成人牙周病正畸患者除了牙周问题以外,还常常存在着不同程度的牙体缺损、牙齿缺失等问题,而且牙周损害部位也常不对称。为了确保口颌系统的健康和功能,我们应该首先考虑拔除牙周及牙体损害严重的牙齿,而不是拔除牙周及牙体相对健康的前磨牙。这也决定了我们在对牙周病正畸患者拔牙模式的选择上更倾向于策略性拔牙模式,这样我们既解决了牙齿拥挤,又去除了现有的受损牙。
因此策略性拔牙模式更适合于牙周病正畸患者,有利于减少牙齿移动距离,缩短矫治疗程,减少矫治器对牙周的不良刺激,保护牙周组织健康,这更符合于牙周病患者的牙周组织结构特点。在所有牙周病正畸患者的拔牙模式中,上颌第一磨牙和下颌切牙的拔除较为常见,这可能与它们更易患牙周病有关。造成牙周病的最主要原因是菌斑,上颌第一磨牙和下颌切牙与唾液腺导管口最为接近,从而使得该处菌斑更易堆积,结石更易形成。另外,受力的方向及强度、萌出时间均可能导致它们更易患牙周病。拔除下颌中切牙矫治临床常出现深覆牙合深覆盖、前牙开牙合、后牙牙合关系不良及下前牙牙间乳头丧失等,临床医生在矫治中应予以重视[11]。
另外,与青少年正畸患者相比,成人牙周病正畸患者的矫正还具有一些特点。(1)牙周病患者由于牙槽骨的吸收,牙龈也随着不同程度地萎缩,相邻两牙之间出现明显的三角间隙,在临床上我们称之为“黑三角”。这一现象在前牙部位尤为常见,对患者面部的美观影响较大。因此在临床上,通常需要对牙齿进行邻面去釉来消除“黑三角”现象,恢复患者前牙区的美观。(2)策略性拔牙模式使得同一牙弓两侧或上下牙弓的支抗需求存在明显差异,因此,在治疗过程中应注意采用不同的支抗控制方法来满足治疗需要。(3)成人牙周病正畸患者,磨牙的拔除较为常见,因此临床上在制定矫治方案时应明确磨牙缺牙间隙是通过正畸关闭还是通过修复治疗。如果采用正畸关闭间隙,则应提前明确间隙的分配和支抗的控制。Hom等[12]研究成人下颌第一磨牙区间隙关闭时牙周的变化,发现当最初的间隙近远中向小于或等于6 mm,颊舌向大于或等于7 mm,且第二磨牙近中牙槽骨水平在釉牙骨质界上方1 mm时,可以获得最大量的间隙关闭和最小量的磨牙区支持骨组织丧失。但由于常存在牙列缺损及牙槽骨吸收,往往难以获得适当的支抗。而种植体支抗为成人正畸提供了广阔的空间[13]。

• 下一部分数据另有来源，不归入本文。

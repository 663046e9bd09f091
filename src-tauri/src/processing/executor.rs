// src-tauri/src/processing/executor.rs

//! Runs one conversion off the controlling thread.
//!
//! Each task gets its own `tokio::task::spawn_blocking` call: file IO and the
//! tracer both block, and there is never more than one task in flight, so a
//! pool or queue would add nothing. The worker only talks to the outside world
//! through the event channel it is handed.

use std::sync::Arc;
use std::time::Instant;
use tokio::sync::mpsc::{self, UnboundedReceiver};
use tracing::{debug, info, warn};

use crate::core::{ConversionEvent, ConversionTask, Milestone};
use crate::utils::{VectorizerError, VectorizerResult, extract_filename, format_from_path};

use super::Tracer;

/// Receiving end of a running task.
///
/// Dropping it abandons the task: the worker keeps running to completion but
/// its remaining events go nowhere.
#[derive(Debug)]
pub struct ConversionHandle {
    pub task_id: u64,
    pub events: UnboundedReceiver<ConversionEvent>,
}

/// Starts `task` on a blocking worker and returns the channel it reports on.
///
/// Must be called from within a tokio runtime.
pub fn spawn_conversion(task: ConversionTask, tracer: Arc<dyn Tracer>) -> ConversionHandle {
    let (tx, rx) = mpsc::unbounded_channel();
    let task_id = task.id;

    tokio::task::spawn_blocking(move || {
        run_conversion(&task, tracer.as_ref(), |event| {
            if tx.send(event).is_err() {
                debug!("Task {} was abandoned, dropping event", task_id);
            }
        });
    });

    ConversionHandle { task_id, events: rx }
}

/// Runs `task` to completion on the current thread.
///
/// `emit` sees the progress milestones in order followed by exactly one
/// `Finished` or `Failed`.
pub fn run_conversion<F>(task: &ConversionTask, tracer: &dyn Tracer, mut emit: F)
where
    F: FnMut(ConversionEvent),
{
    let started = Instant::now();
    let file_name = extract_filename(&task.input_path);
    info!("Task {}: converting {}", task.id, file_name);

    let terminal = match convert(task, tracer, &mut emit) {
        Ok(svg) => {
            emit(ConversionEvent::Progress {
                task_id: task.id,
                milestone: Milestone::Completed,
            });
            info!(
                "Task {}: {} traced in {:.2?} ({} bytes of SVG)",
                task.id,
                file_name,
                started.elapsed(),
                svg.len()
            );
            ConversionEvent::Finished { task_id: task.id, svg }
        }
        Err(e) => {
            warn!("Task {}: conversion of {} failed: {}", task.id, file_name, e);
            ConversionEvent::Failed {
                task_id: task.id,
                message: e.conversion_message(),
            }
        }
    };

    emit(terminal);
}

fn convert<F>(task: &ConversionTask, tracer: &dyn Tracer, emit: &mut F) -> VectorizerResult<String>
where
    F: FnMut(ConversionEvent),
{
    let mut milestone = |milestone: Milestone| {
        debug!("Task {}: {:?} ({}%)", task.id, milestone, milestone.percentage());
        emit(ConversionEvent::Progress { task_id: task.id, milestone });
    };

    milestone(Milestone::Started);

    let bytes = std::fs::read(&task.input_path).map_err(|e| {
        VectorizerError::io(format!("Cannot read '{}': {}", task.input_path.display(), e))
    })?;
    milestone(Milestone::FileRead);

    let format = format_from_path(&task.input_path);
    debug!("Task {}: {} bytes, format {}", task.id, bytes.len(), format.tag());
    milestone(Milestone::FormatDetected);

    debug!("Task {}: options {:?}", task.id, task.parameters.named_options());
    milestone(Milestone::Tracing);

    tracer.trace(&bytes, format, &task.parameters)
}
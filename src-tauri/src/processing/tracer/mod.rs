// src-tauri/src/processing/tracer/mod.rs

//! Raster to SVG tracing via the `vtracer` crate.
//!
//! # Architecture
//!
//! - [`Tracer`]: The black-box boundary. Raw bytes, a format tag and a
//!   parameter snapshot in; SVG text out.
//! - [`VtracerEngine`]: Production implementation; decodes with `image` and
//!   hands RGBA pixels to `vtracer::convert`.
//! - [`config`]: Maps a `ParameterSnapshot` onto `vtracer::Config`.

mod config;
mod engine;

pub use config::vtracer_config;
pub use engine::{Tracer, VtracerEngine};
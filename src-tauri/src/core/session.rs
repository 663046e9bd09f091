//! Per-window conversion session.
//!
//! Holds the loaded image, the last successful SVG and the marker for the
//! single in-flight task. Only the controlling side mutates it; workers never
//! see it.

use std::path::{Path, PathBuf};
use serde::Serialize;
use tracing::{debug, info, warn};

use crate::core::{ConversionOutcome, ConversionTask, ParameterSnapshot};
use crate::utils::{
    VectorizerError, VectorizerResult, default_output_name, extract_filename, validate_input_path,
};

/// What the frontend needs to enable or disable its controls.
#[derive(Debug, Clone, PartialEq, Serialize)]
#[serde(rename_all = "camelCase")]
pub struct SessionStatus {
    pub image_path: Option<PathBuf>,
    pub image_name: Option<String>,
    pub converting: bool,
    pub active_task: Option<u64>,
    pub can_convert: bool,
    pub can_save: bool,
}

#[derive(Debug, Default)]
pub struct Session {
    image_path: Option<PathBuf>,
    svg: Option<String>,
    active_task: Option<u64>,
    next_task_id: u64,
}

impl Session {
    pub fn new() -> Self {
        Self::default()
    }

    /// Validates and selects an image. The previous SVG stays available for
    /// saving until a new conversion succeeds.
    pub fn load_image(&mut self, path: impl Into<PathBuf>) -> VectorizerResult<&Path> {
        let path = path.into();
        validate_input_path(&path)?;
        info!("Selected image: {}", extract_filename(&path));
        Ok(self.image_path.insert(path).as_path())
    }

    pub fn image_path(&self) -> Option<&Path> {
        self.image_path.as_deref()
    }

    /// The last successful conversion, if any.
    pub fn svg(&self) -> Option<&str> {
        self.svg.as_deref()
    }

    pub fn is_converting(&self) -> bool {
        self.active_task.is_some()
    }

    /// Reserves the single in-flight slot and builds the task for it.
    pub fn begin_conversion(
        &mut self,
        parameters: ParameterSnapshot,
    ) -> VectorizerResult<ConversionTask> {
        if let Some(active) = self.active_task {
            return Err(VectorizerError::Busy(active));
        }
        let input_path = self.image_path.clone().ok_or(VectorizerError::NoImage)?;

        self.next_task_id += 1;
        let id = self.next_task_id;
        self.active_task = Some(id);
        debug!("Task {} reserved for {}", id, input_path.display());

        Ok(ConversionTask {
            id,
            input_path,
            parameters,
        })
    }

    /// Releases the in-flight slot for `task_id`, storing the SVG on success.
    ///
    /// Returns `false` and changes nothing if `task_id` is not the active task.
    pub fn finish_conversion(&mut self, task_id: u64, outcome: &ConversionOutcome) -> bool {
        if self.active_task != Some(task_id) {
            warn!("Ignoring outcome for stale task {}", task_id);
            return false;
        }
        self.active_task = None;
        if let Some(svg) = outcome.svg() {
            self.svg = Some(svg.to_string());
        }
        true
    }

    /// `<input stem>.svg`, or `None` with no image loaded.
    pub fn default_output_name(&self) -> Option<String> {
        self.image_path.as_deref().and_then(default_output_name)
    }

    pub fn status(&self) -> SessionStatus {
        SessionStatus {
            image_path: self.image_path.clone(),
            image_name: self.image_path.as_deref().map(extract_filename),
            converting: self.is_converting(),
            active_task: self.active_task,
            can_convert: self.image_path.is_some() && !self.is_converting(),
            can_save: self.svg.is_some(),
        }
    }
}
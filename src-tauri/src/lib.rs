// Module declarations in dependency order
pub mod commands;
pub mod core;
pub mod processing;
pub mod utils;

use tauri::{Emitter, Manager};
use tracing::{debug, info, warn};
use tracing_subscriber::EnvFilter;

// A tracer panic is reported as a lost conversion, which needs the worker to unwind.
#[cfg(not(panic = "unwind"))]
compile_error!("vtracer-gui must be built with panic = \"unwind\"");

// Public exports for external consumers
pub use crate::core::{
    AppConfig, AppState, ConversionOutcome, ParameterChange, ParameterPanel, ParameterSnapshot,
    SessionStatus,
};
pub use crate::processing::{ConversionNotifier, Tracer, VtracerEngine};
pub use crate::utils::{VectorizerError, VectorizerResult};
pub use commands::PARAMETER_EVENT;

/// Initializes logging. `RUST_LOG` overrides the default `debug` filter.
pub fn init_tracing() {
    let filter = EnvFilter::try_from_default_env().unwrap_or_else(|_| EnvFilter::new("debug"));

    let subscriber = tracing_subscriber::fmt()
        .with_env_filter(filter)
        .with_file(false)         // Remove file path
        .with_line_number(false)  // Remove line numbers
        .with_thread_ids(false)   // Remove thread IDs
        .with_thread_names(false) // Remove thread names
        .with_target(false)       // Remove module path
        .with_ansi(true)          // Keep colored output
        .with_writer(std::io::stdout)
        .compact();               // Use compact formatter instead of pretty

    subscriber.init();
}

/// Builds and runs the application. Returns when the last window closes.
pub fn run() -> anyhow::Result<()> {
    init_tracing();
    info!("=== Application Starting ===");

    let config = AppConfig::from_env();

    let app = tauri::Builder::default()
        .plugin(tauri_plugin_dialog::init())
        .invoke_handler(tauri::generate_handler![
            commands::load_image,
            commands::pick_image,
            commands::get_image_preview,
            commands::get_status,
            commands::convert_image,
            commands::save_svg,
            commands::get_parameters,
            commands::get_parameter_controls,
            commands::update_parameter,
            commands::reset_parameters,
        ])
        .setup(move |app| {
            let state = AppState::new(config);

            // Every control edit is mirrored to the webview so value labels follow the sliders.
            let handle = app.app_handle().clone();
            state.subscribe_parameters(move |event| {
                if let Err(e) = handle.emit(PARAMETER_EVENT, event) {
                    warn!("Failed to emit {}: {}", PARAMETER_EVENT, e);
                }
            })?;

            app.manage(state);
            debug!("✓ AppState initialized");
            Ok(())
        })
        .build(tauri::generate_context!())?;

    info!("Starting application event loop...");
    app.run(|_app_handle, event| {
        if let tauri::RunEvent::Exit = event {
            info!("Application exiting");
        }
    });

    Ok(())
}
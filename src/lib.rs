//! Benchmark row operations for a distributed key-value store.
//!
//! A host benchmarking harness registers the commands in [`COMMANDS`],
//! builds one operation per worker with [`build_operation`], and calls
//! `execute(row)` for every row of the worker's range. Thread pools, row
//! partitioning, table setup and the harness command line all live in the
//! host.
//!
//! ```rust
//! use perf_eval_ext::perf_core::RowOpConfig;
//! use perf_eval_ext::perf_memstore::MemoryStore;
//! use perf_eval_ext::{build_operation, OperationKind};
//! use rand::rngs::StdRng;
//! use rand::SeedableRng;
//! use std::sync::Arc;
//!
//! let store = Arc::new(MemoryStore::new());
//! let kind: OperationKind = "batchWrite".parse().unwrap();
//! let mut op = build_operation(kind, store, RowOpConfig::default(), StdRng::from_entropy()).unwrap();
//! for i in 0..10 {
//!     op.execute(i).unwrap();
//! }
//! // batched rows are only written when the driver flushes at the end
//! op.flush().unwrap();
//! ```

pub mod registry;

pub use perf_core;
pub use perf_memstore;
pub use perf_ops;

pub use perf_ops::{RowOpError, RowOperation};
pub use registry::{build_operation, CommandDescriptor, OperationKind, RegistryError, COMMANDS};
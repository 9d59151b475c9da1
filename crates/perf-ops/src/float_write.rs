//! Random-float single-row writes.

use crate::error::RowOpError;
use crate::metrics::RowOpMetrics;
use crate::operation::RowOperation;
use perf_core::random::{random_key_now, random_value};
use perf_core::{Row, RowOpConfig, StoreClient};
use rand::rngs::StdRng;
use std::time::Instant;
use tracing::info;

/// Build a randomly keyed row holding a random `f32`.
///
/// The row index plays no part; the key comes from `rng` and the clock.
pub(crate) fn random_row(rng: &mut StdRng, config: &RowOpConfig) -> Row {
    Row::new(
        random_key_now(rng),
        config.family_bytes(),
        config.qualifier_bytes(),
        random_value(rng),
    )
    .with_write_to_wal(config.write_to_wal)
}

/// Writes one random row per call, immediately.
pub struct FloatWriteOp<S> {
    store: S,
    config: RowOpConfig,
    rng: StdRng,
    metrics: RowOpMetrics,
}

impl<S: StoreClient> FloatWriteOp<S> {
    /// Create the operation.
    ///
    /// # Arguments
    ///
    /// * `store` - Client the rows are written through
    /// * `config` - Target table, column and durability flag
    /// * `rng` - Random source owned by this instance alone
    pub fn new(store: S, config: RowOpConfig, rng: StdRng) -> Result<Self, RowOpError> {
        config.validate()?;
        info!(
            "floatWrite targeting '{}' ({}:{}, write_to_wal={})",
            config.table, config.family, config.qualifier, config.write_to_wal
        );
        Ok(Self {
            store,
            config,
            rng,
            metrics: RowOpMetrics::default(),
        })
    }
}

impl<S: StoreClient> RowOperation for FloatWriteOp<S> {
    fn name(&self) -> &'static str {
        "floatWrite"
    }

    fn execute(&mut self, _i: i32) -> Result<(), RowOpError> {
        let row = random_row(&mut self.rng, &self.config);

        let start = Instant::now();
        let result = self.store.put(&self.config.table, &row);
        self.metrics.store_duration += start.elapsed();
        result?;

        self.metrics.rows_written += 1;
        self.metrics.rows_executed += 1;
        Ok(())
    }

    fn metrics(&self) -> &RowOpMetrics {
        &self.metrics
    }
}
//! verificationWrite -> verificationRead workflow.

use perf_eval_ext::perf_core::RowOpConfig;
use perf_eval_ext::perf_memstore::{Fault, MemoryStore};
use perf_eval_ext::{build_operation, OperationKind, RegistryError};
use rand::rngs::StdRng;
use rand::SeedableRng;
use std::ops::Range;
use std::sync::Arc;

const ROW_COUNT: i32 = 500;
const WORKERS: i32 = 4;

fn write_rows(
    store: Arc<MemoryStore>,
    config: RowOpConfig,
    seed: u64,
    rows: Range<i32>,
) -> Result<(), RegistryError> {
    let mut op = build_operation(
        OperationKind::VerificationWrite,
        store,
        config,
        StdRng::seed_from_u64(seed),
    )?;
    for i in rows {
        op.execute(i)?;
    }
    op.flush()?;
    Ok(())
}

fn init_tracing() {
    tracing_subscriber::fmt()
        .with_env_filter("perf_ops=info")
        .try_init()
        .ok();
}

#[test]
fn test_verification_round_trip() -> Result<(), Box<dyn std::error::Error>> {
    init_tracing();

    let config = RowOpConfig::from_file("tests/fixtures/row_ops_config.yaml")?;
    let store = Arc::new(MemoryStore::new());

    // === PHASE 1: WRITE, one instance per worker over its own row range ===
    let per_worker = ROW_COUNT / WORKERS;
    let results: Vec<Result<(), RegistryError>> = std::thread::scope(|scope| {
        let handles: Vec<_> = (0..WORKERS)
            .map(|worker| {
                let store = store.clone();
                let config = config.clone();
                let rows = worker * per_worker..(worker + 1) * per_worker;
                scope.spawn(move || write_rows(store, config, worker as u64, rows))
            })
            .collect();
        handles
            .into_iter()
            .map(|handle| handle.join().expect("writer thread panicked"))
            .collect()
    });
    for result in results {
        result?;
    }

    assert_eq!(store.cell_count("VerifyTable"), ROW_COUNT as usize);
    assert_eq!(store.stats().wal_skipped, ROW_COUNT as u64);

    // === PHASE 2: READ BACK and compare ===
    let mut read = build_operation(
        OperationKind::VerificationRead,
        store.clone(),
        config,
        StdRng::seed_from_u64(0),
    )?;
    for i in 0..ROW_COUNT {
        read.execute(i)?;
    }

    let report = read
        .verification_report()
        .ok_or("verificationRead should keep a report")?;
    tracing::info!("{}", report.summary());
    assert!(report.is_success(), "{}", report.summary());
    assert_eq!(report.matched, ROW_COUNT as u64);
    assert_eq!(read.metrics().rows_read, ROW_COUNT as u64);

    Ok(())
}

#[test]
fn test_verification_reports_gaps_without_failing() -> Result<(), Box<dyn std::error::Error>> {
    init_tracing();

    let config = RowOpConfig::default().with_table("GapTable");
    let store = Arc::new(MemoryStore::new());

    let mut write = build_operation(
        OperationKind::VerificationWrite,
        store.clone(),
        config.clone(),
        StdRng::seed_from_u64(0),
    )?;
    for i in (0..20).filter(|i| i % 5 != 0) {
        write.execute(i)?;
    }

    let mut read = build_operation(
        OperationKind::VerificationRead,
        store.clone(),
        config,
        StdRng::seed_from_u64(0),
    )?;
    for i in 0..20 {
        read.execute(i)?;
    }

    let report = read.verification_report().ok_or("missing report")?;
    assert_eq!(report.missing, 4);
    assert_eq!(report.matched, 16);
    let missing_keys: Vec<String> = report
        .mismatched_rows
        .iter()
        .map(|info| info.key_string())
        .collect();
    assert_eq!(
        missing_keys,
        vec!["0000000000", "0000000005", "0000000010", "0000000015"]
    );

    Ok(())
}

#[test]
fn test_tables_are_isolated() -> Result<(), Box<dyn std::error::Error>> {
    let store = Arc::new(MemoryStore::new());

    let mut write = build_operation(
        OperationKind::VerificationWrite,
        store.clone(),
        RowOpConfig::default().with_table("A"),
        StdRng::seed_from_u64(0),
    )?;
    write.execute(1)?;

    let mut read = build_operation(
        OperationKind::VerificationRead,
        store.clone(),
        RowOpConfig::default().with_table("B"),
        StdRng::seed_from_u64(0),
    )?;
    read.execute(1)?;

    assert_eq!(read.verification_report().ok_or("missing report")?.missing, 1);
    Ok(())
}

#[test]
fn test_read_fault_surfaces_to_driver() -> Result<(), Box<dyn std::error::Error>> {
    let store = Arc::new(MemoryStore::new());
    let mut read = build_operation(
        OperationKind::VerificationRead,
        store.clone(),
        RowOpConfig::default(),
        StdRng::seed_from_u64(0),
    )?;

    store.inject_fault(Fault::Get);
    assert!(read.execute(0).is_err());
    // one attempt, no retry
    assert_eq!(store.stats().failed, 1);
    assert_eq!(store.stats().gets, 0);
    Ok(())
}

总之,在牙周病正畸治疗过程中,应根据患者的主诉,口内的具体情况进行全面系统地分析,制定个体化的矫治计划和治疗目标,在符合生理学、生物学及生物力学原理的前提下选择合理的拔牙模式,并在治疗过程中对可能出现的问题有一个前瞻性的了解,良好的矫治效果是可以达到的。